Stored data:

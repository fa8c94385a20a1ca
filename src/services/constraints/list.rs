use actix_web::{HttpRequest, HttpResponse, Result as ActixResult};

use super::ConstraintService;
use crate::models::constraints::requests::{ConstraintListQuery, ConstraintQueryParams};
use crate::models::{ApiResponse, ErrorCode};

/// 列出约束
/// GET /constraints
pub async fn list_constraints(
    service: &ConstraintService,
    request: &HttpRequest,
    params: ConstraintQueryParams,
) -> ActixResult<HttpResponse> {
    let storage = service.get_storage(request);

    let query = ConstraintListQuery {
        page: Some(params.pagination.page),
        size: Some(params.pagination.size),
        search: params.search,
    };

    match storage.list_constraints_with_pagination(query).await {
        Ok(response) => Ok(HttpResponse::Ok().json(ApiResponse::success(response, "查询成功"))),
        Err(e) => Ok(
            HttpResponse::InternalServerError().json(ApiResponse::error_empty(
                ErrorCode::InternalServerError,
                format!("查询约束列表失败: {e}"),
            )),
        ),
    }
}
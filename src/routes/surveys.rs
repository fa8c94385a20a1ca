use actix_web::{HttpRequest, HttpResponse, Result as ActixResult, web};
use once_cell::sync::Lazy;

use crate::middlewares;
use crate::models::surveys::requests::{
    CreateQuestionRequest, CreateSectionRequest, CreateSurveyRequest, UpdateQuestionRequest,
    UpdateSurveyRequest,
};
use crate::services::SurveyService;
use crate::utils::{SafeAssignmentIdI64, SafeQuestionIdI64};

// 懒加载的全局 SURVEY_SERVICE 实例
static SURVEY_SERVICE: Lazy<SurveyService> = Lazy::new(SurveyService::new_lazy);

// HTTP处理程序
pub async fn create_survey(
    req: HttpRequest,
    assignment_id: SafeAssignmentIdI64,
    survey_data: web::Json<CreateSurveyRequest>,
) -> ActixResult<HttpResponse> {
    SURVEY_SERVICE
        .create_survey(&req, assignment_id.0, survey_data.into_inner())
        .await
}

pub async fn get_survey(
    req: HttpRequest,
    assignment_id: SafeAssignmentIdI64,
) -> ActixResult<HttpResponse> {
    SURVEY_SERVICE.get_survey(&req, assignment_id.0).await
}

pub async fn update_survey(
    req: HttpRequest,
    assignment_id: SafeAssignmentIdI64,
    update_data: web::Json<UpdateSurveyRequest>,
) -> ActixResult<HttpResponse> {
    SURVEY_SERVICE
        .update_survey(&req, assignment_id.0, update_data.into_inner())
        .await
}

pub async fn delete_survey(
    req: HttpRequest,
    assignment_id: SafeAssignmentIdI64,
) -> ActixResult<HttpResponse> {
    SURVEY_SERVICE.delete_survey(&req, assignment_id.0).await
}

pub async fn create_section(
    req: HttpRequest,
    assignment_id: SafeAssignmentIdI64,
    section_data: web::Json<CreateSectionRequest>,
) -> ActixResult<HttpResponse> {
    SURVEY_SERVICE
        .create_section(&req, assignment_id.0, section_data.into_inner())
        .await
}

pub async fn create_question(
    req: HttpRequest,
    question_data: web::Json<CreateQuestionRequest>,
) -> ActixResult<HttpResponse> {
    SURVEY_SERVICE
        .create_question(&req, question_data.into_inner())
        .await
}

pub async fn update_question(
    req: HttpRequest,
    question_id: SafeQuestionIdI64,
    update_data: web::Json<UpdateQuestionRequest>,
) -> ActixResult<HttpResponse> {
    SURVEY_SERVICE
        .update_question(&req, question_id.0, update_data.into_inner())
        .await
}

pub async fn delete_question(
    req: HttpRequest,
    question_id: SafeQuestionIdI64,
) -> ActixResult<HttpResponse> {
    SURVEY_SERVICE.delete_question(&req, question_id.0).await
}

// 配置路由
pub fn configure_surveys_routes(cfg: &mut web::ServiceConfig) {
    cfg.service(
        web::scope("/api/v1/assignments/{assignment_id}/survey")
            .wrap(middlewares::RequireJWT)
            .service(
                // 问卷的增删改由教学人员执行，评审者也需要读取问卷答题
                web::resource("")
                    .route(web::get().to(get_survey))
                    .route(web::post().to(create_survey))
                    .route(web::put().to(update_survey))
                    .route(web::delete().to(delete_survey)),
            )
            .service(web::resource("/sections").route(web::post().to(create_section))),
    );

    cfg.service(
        web::scope("/api/v1/questions")
            .wrap(middlewares::RequireJWT)
            .service(web::resource("").route(web::post().to(create_question)))
            .service(
                web::resource("/{question_id}")
                    .route(web::put().to(update_question))
                    .route(web::delete().to(delete_question)),
            ),
    );
}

* **Your goal**
All lines in the entries above that hold the word "post" need to be copied.

* **Answer box**
                    .route(web::post().to(create_survey))
            .service(web::resource("/sections").route(web::post().to(create_section))),
            .service(web::resource("").route(web::post().to(create_question)))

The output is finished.